What is worse, and perhaps an indication that the anaesthetic was successfully applied, is that very few African artists who took part in the Art Fair bothered to ask questions about the implications of their participation beyond being part of a mainstream art event. More so, in a context where, although on the surface it seemed the artists and their works were the protagonists, most of the galleries were owned by white Europeans, with only a handful of African galleries— again, a repetition of the precepts of colonialism where the centre of production was in Africa or Asia, and that of commerce in Europe, and controlled by Europeans (think London in relation to the exploitation of India for instance).

Fair enough, as artists, it all comes down to where one’s work gets the most visibility for sales and the possibility of exchange. But while exchange is constant, and must be encouraged beyond frontiers both real and imagined, as Africans (artists and non-artists alike), it is an obligation befitting the times to always insist on the terms of exchange – most especially, wherever this concerns the trading of values in relation to the extractive tendencies of the so-called superpower nations and economies. To insist on the terms of exchange is also to enter the space of negotiation which becomes possible at the intersection of differences. It is a necessary process in the navigation, but also demystification, of the distances between respective subjectivities. It is neither a boycott of relationships nor an insistence on dichotomies. At most, it places us, although different, beside or across each other with aims of arriving at or entering a third dimension.

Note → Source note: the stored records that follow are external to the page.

//! Scratch directories for solver runs.

use std::fs;
use std::path::{Path, PathBuf};

use tempfile::TempDir;
use tracing::{debug, warn};

use crate::error::AppResult;

const TEMP_PREFIX: &str = "culvertflow-";

/// Directory holding scratch project files and solver outputs.
///
/// Auto-created workspaces are removed on drop unless kept; caller-supplied
/// directories are never removed.
#[derive(Debug)]
pub struct ScratchWorkspace {
    path: PathBuf,
    temp: Option<TempDir>,
}

impl ScratchWorkspace {
    pub fn prepare(base: Option<&Path>, keep_files: bool) -> AppResult<Self> {
        if let Some(dir) = base {
            fs::create_dir_all(dir)?;
            debug!(path = %dir.display(), "reusing workspace directory");
            return Ok(Self {
                path: dir.to_path_buf(),
                temp: None,
            });
        }

        let temp = tempfile::Builder::new().prefix(TEMP_PREFIX).tempdir()?;
        if keep_files {
            let path = temp.keep();
            debug!(path = %path.display(), "created kept workspace");
            return Ok(Self { path, temp: None });
        }
        debug!(path = %temp.path().display(), "created temporary workspace");
        Ok(Self {
            path: temp.path().to_path_buf(),
            temp: Some(temp),
        })
    }

    pub fn path(&self) -> &Path {
        &self.path
    }

    /// `true` when the directory outlives this value.
    pub fn is_retained(&self) -> bool {
        self.temp.is_none()
    }

    /// Per-crossing sub-directory `crossing_NNN` (1-based).
    pub fn child(&self, index: usize) -> AppResult<PathBuf> {
        let dir = self.path.join(format!("crossing_{index:03}"));
        fs::create_dir_all(&dir)?;
        Ok(dir)
    }
}

impl Drop for ScratchWorkspace {
    fn drop(&mut self) {
        let Some(temp) = self.temp.take() else {
            return;
        };
        debug!(path = %self.path.display(), "removing temporary workspace");
        if let Err(e) = temp.close() {
            warn!(path = %self.path.display(), error = %e, "failed to remove workspace");
        }
    }
}

/// File-system friendly form of a crossing name.
pub fn sanitize_name(name: &str) -> String {
    let cleaned: String = name
        .trim()
        .chars()
        .map(|c| {
            if c.is_ascii_alphanumeric() || c == '-' || c == '_' {
                c
            } else {
                '_'
            }
        })
        .collect();
    if cleaned.is_empty() {
        "crossing".to_string()
    } else {
        cleaned
    }
}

Here I also speak in relation to Edouard Glissant’s Poetics of Relation and his concept of tout-monde en relation (one-world in relation),2 but with a forewarning against the dangers of taking for granted the often conflictual, not-so-rosy nature of the hard, granite-like road stretching across the distance-space between our relations. There is nothing about Glissant’s position that suggests a one-world void of conflicts as precursor to harmony. Where there is difference, conflict is inevitable. To transcend this condition of “the messy workshop of the Middle Ground” – as the Nigerian writer Chinua Achebe once described this conflictual space between differences – is to engage in perpetual negotiations within it.

To speak of a proactive African continent is not mutually exclusive to equally addressing how, over many years and centuries, Africa has permeated and reshaped world cultures far and wide. As a matter of fact, the proactivity of the continent lies in the elasticity of her sphere of operation. Africa is a story of distances, of myriad journeys, of many comings and goings mediated by vast distances connecting locations in a rhizomatic manner.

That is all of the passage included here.